We next tested whether our depth sensing system could detect natural species differences in pit-digging versus castle-building. To do this, we compared depth change in bower trials among three species: two pit-digging species (Copadichromis virginalis, n = 9; Tramitichromis intermedius, n = 5) and one castle-building species (Mchenga conophoros, n = 7). Subtraction of the initial surface depth from the final surface depth enabled quantification and 3D reconstruction of the final bower structure constructed by each male (Fig. 3A–F). We calculated a “Bower Index” to analyze the final bower structure in each trial (Fig. 3G). Briefly, the Bower Index is a ratio of the net depth change in above threshold regions (change can be positive or negative) to the total volume of depth change in above threshold regions (all change is considered positive). The Bower Index is thus a scaled measure of directional bias (elevation vs. depression) in regions that undergo above-threshold structural change. This analysis revealed strong species differences in bower structures (One-way ANOVA, p = 5.42 × 10–11), with all pit-digging individuals exhibiting a negative Bower Index (14/14), and all castle-building individuals exhibiting a positive Bower Index (7/7). Post-hoc Tukey’s HSD tests revealed that pit-digging species did not differ significantly from each other (CV vs. TI, Tukey’s HSD, p = 0.98; Fig. 3G), but the castle-builder Mchenga conophoros differed strongly from both pit-digging species (MC vs. TI, Tukey’s HSD, p = 1.68 × 10–9; MC vs. CV, Tukey’s HSD, p = 1.16 × 10–10). Strong species differences in structural development were also present when depth data was analyzed at daily (24-h bins; One-way ANOVA, p = 4.95 × 10–8; H) and hourly (2-h bins; One-way ANOVA, p = 1.62 × 10–11; I) timescales, mirroring the directional pattern of differences observed at the whole-trial level (Fig. 3H,I).

Figure 3
figure 3

Depth sensing reveals natural species differences in bower construction at multiple timescales. Representative 3D reconstructions show pits constructed by Copadichromis virginalis (CV, n = 9; (A,B)), pits constructed by Tramitichromis intermedius (TI, n = 5; (C,D)), and castles by Mchenga conophoros (MC, n = 7; (E,F)); all z-axes amplified for visual effect). The Bower Index, a measure of the directional bias in bower construction, revealed strong species differences in final bower structure (whole trial change, e.g. (AF)). MC exhibited a positive bias (extreme depth change regions tended to be elevated) and differed strongly from both TI and CV, which exhibited negative biases and did not differ significantly from each other (G). Strong species differences in structural development were also present when depth data was analyzed at daily (H) and hourly (I, 2-h bins) timescales, mirroring the direction of differences observed for whole trial change. Each point represents the observed Bower Index for a single time bin within one trial. Different individuals are separated into columns along the x-axis, grouped by species. The color of each point reflects the Bower Index for that time bin (− 1, purple, representing pure pit-like depth change; 1, yellow, representing pure castle-like depth change).

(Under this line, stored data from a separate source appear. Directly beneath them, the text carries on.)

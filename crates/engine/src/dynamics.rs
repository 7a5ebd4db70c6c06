//! Mass dynamics: growth, splitting, continuous eating, merging and death.
//!
//! Every transfer keeps cell masses at or above the minimum viable mass, so
//! a non-positive mass can only come from a caller bug.

use std::f32::consts::TAU;

use glam::Vec2;
use tracing::debug;

use crate::config::PlayerConfig;
use crate::entity::{Cell, NodeId, Player, PlayerId};
use crate::world::World;

/// Angular spread between children launched toward a target.
const AIMED_SPREAD: f32 = 0.35;

/// Where split children are launched.
#[derive(Debug, Clone, Copy, PartialEq)]
pub enum SplitAim {
    /// Fan out around the direction to a point (user split).
    Toward(Vec2),
    /// Spread evenly around the parent (virus pop).
    Radial,
}

/// Result of one continuous-eat step.
#[derive(Debug, Clone, Copy, PartialEq)]
pub enum EatOutcome {
    /// Partial transfer; the small cell survives.
    Transferred(f32),
    /// The small cell was drained completely and removed.
    Consumed(f32),
}

/// Add mass to a cell.
#[inline]
pub fn grow(cell: &mut Cell, mass: f32) {
    cell.set_mass(cell.mass() + mass);
}

/// How many children a parent of `parent_mass` splits into when its owner
/// currently has `owned` cells. Zero means the parent does not split.
pub fn split_child_count(parent_mass: f32, owned: usize, cfg: &PlayerConfig) -> usize {
    let slots = (cfg.max_cells + 1).saturating_sub(owned);
    let mut k = cfg.split_children_cap.min(slots);
    while k >= 2 && (parent_mass / k as f32) < cfg.min_mass as f32 {
        k -= 1;
    }
    if k >= 2 { k } else { 0 }
}

/// Split one cell into `k` children of equal mass. The parent keeps its id
/// and stays in place as the first child; the returned new cells are
/// launched outward.
pub fn split_cell(world: &mut World, cell_id: NodeId, aim: SplitAim, cfg: &PlayerConfig) -> Vec<NodeId> {
    let Some(parent) = world.cells.get(&cell_id) else {
        return Vec::new();
    };
    let owner = parent.owner;
    let origin = parent.position;
    let mass = parent.mass();
    let owned = world.player(owner).map_or(0, |p| p.cells.len());

    let k = split_child_count(mass, owned, cfg);
    if k == 0 {
        return Vec::new();
    }

    let child_mass = mass / k as f32;
    let parent_mass = mass - child_mass * (k - 1) as f32;
    let offset = crate::entity::radius_of_mass(child_mass);
    let directions = launch_directions(origin, aim, k, &mut world.rng);

    if let Some(parent) = world.cells.get_mut(&cell_id) {
        parent.set_mass(parent_mass);
        parent.merge_lock = cfg.merge_lock_ticks;
    }

    let mut children = Vec::with_capacity(k - 1);
    for dir in directions {
        let Some(id) = world.add_cell(owner, origin + dir * offset, child_mass) else {
            break;
        };
        if let Some(child) = world.cells.get_mut(&id) {
            child.merge_lock = cfg.merge_lock_ticks;
            child.set_boost(cfg.split_boost as f32, dir);
        }
        children.push(id);
    }
    debug!("Cell {} of player {} split into {} (child mass {:.1})", cell_id, owner, k, child_mass);
    children
}

/// Launch directions for the `k - 1` new children.
fn launch_directions(origin: Vec2, aim: SplitAim, k: usize, rng: &mut impl rand::Rng) -> Vec<Vec2> {
    let n = k - 1;
    match aim {
        SplitAim::Toward(target) => {
            let base = (target - origin).try_normalize().unwrap_or(Vec2::Y);
            let base_angle = base.y.atan2(base.x);
            let mid = (n as f32 - 1.0) / 2.0;
            (0..n)
                .map(|i| Vec2::from_angle(base_angle + (i as f32 - mid) * AIMED_SPREAD))
                .collect()
        }
        SplitAim::Radial => {
            let start = rng.random_range(0.0..TAU);
            (1..k)
                .map(|i| Vec2::from_angle(start + TAU * i as f32 / k as f32))
                .collect()
        }
    }
}

/// User-initiated split: every cell at or above the split threshold splits,
/// heaviest first, while the owner has room. Invalid requests are no-ops.
pub fn split(world: &mut World, player_id: PlayerId, cfg: &PlayerConfig) -> usize {
    let Some(player) = world.player(player_id) else {
        return 0;
    };
    let target = player.target;
    let mut eligible: Vec<(NodeId, f32, Vec2)> = world
        .player_cells(player_id)
        .filter(|c| c.mass() >= cfg.min_split_mass as f32)
        .map(|c| (c.id, c.mass(), c.position))
        .collect();
    eligible.sort_by(|a, b| b.1.total_cmp(&a.1).then(a.0.cmp(&b.0)));

    let mut created = 0;
    for (id, _, position) in eligible {
        let aim = SplitAim::Toward(target.unwrap_or(position + Vec2::Y));
        created += split_cell(world, id, aim, cfg).len();
    }
    created
}

/// One tick of continuous eating: move up to `chunk` mass from `small` into
/// `big`. If the remainder would fall below `min_mass` the small cell is
/// drained completely and removed.
pub fn eat_step(world: &mut World, big: NodeId, small: NodeId, chunk: f32, min_mass: f32) -> Option<EatOutcome> {
    let small_mass = world.cells.get(&small)?.mass();
    world.cells.get(&big)?;

    let outcome = if small_mass - chunk < min_mass {
        world.remove_cell(small);
        EatOutcome::Consumed(small_mass)
    } else {
        if let Some(cell) = world.cells.get_mut(&small) {
            cell.set_mass(small_mass - chunk);
        }
        EatOutcome::Transferred(chunk)
    };

    let gained = match outcome {
        EatOutcome::Transferred(m) | EatOutcome::Consumed(m) => m,
    };
    if let Some(cell) = world.cells.get_mut(&big) {
        grow(cell, gained);
    }
    Some(outcome)
}

/// Combine `absorbed` into `keep` at their mass-weighted centroid.
pub fn merge(world: &mut World, keep: NodeId, absorbed: NodeId) -> bool {
    if keep == absorbed {
        return false;
    }
    let Some(other) = world.cells.get(&absorbed).map(|c| (c.position, c.mass())) else {
        return false;
    };
    let Some(cell) = world.cells.get_mut(&keep) else {
        return false;
    };
    let (pos, mass) = other;
    let total = cell.mass() + mass;
    cell.position = (cell.position * cell.mass() + pos * mass) / total;
    cell.set_mass(total);
    world.remove_cell(absorbed);
    true
}

/// Eliminate cells below the minimum viable mass, then remove and return
/// every player left without cells.
pub fn check_death(world: &mut World, cfg: &PlayerConfig) -> Vec<Player> {
    let min_mass = cfg.min_mass as f32;
    let undersized: Vec<NodeId> = world
        .cells
        .values()
        .filter(|c| c.mass() < min_mass)
        .map(|c| c.id)
        .collect();
    for id in undersized {
        world.remove_cell(id);
    }

    let dead: Vec<PlayerId> = world
        .players
        .values()
        .filter(|p| p.is_dead())
        .map(|p| p.id)
        .collect();
    dead.into_iter().filter_map(|id| world.remove_player(id)).collect()
}
//! Scripted opponents and the headless autopilot.

mod autopilot;
mod bot;
pub mod policy;

pub use autopilot::Autopilot;
pub use bot::{Bot, BotManager, BotTier};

Combined video and depth data

We previously developed a video analysis pipeline that uses a trained 3D Residual Network (3D ResNet) to automatically identify cichlid bower construction, feeding, and quivering behaviors from raw 10-h videos collected daily during behavioral trials24. Briefly, 3D ResNets are 3D Convolutional Neural Networks (CNNs) that incorporate features of ResNets, in which signals are bypassed across convolutional layers during training. This approach allows 3D ResNets to be deeper and more accurate than traditional 3D CNNs for action classification tasks25. Using the trained 3D ResNet, we annotated more than 550,000 total sand disturbance events from seven different behavioral trials.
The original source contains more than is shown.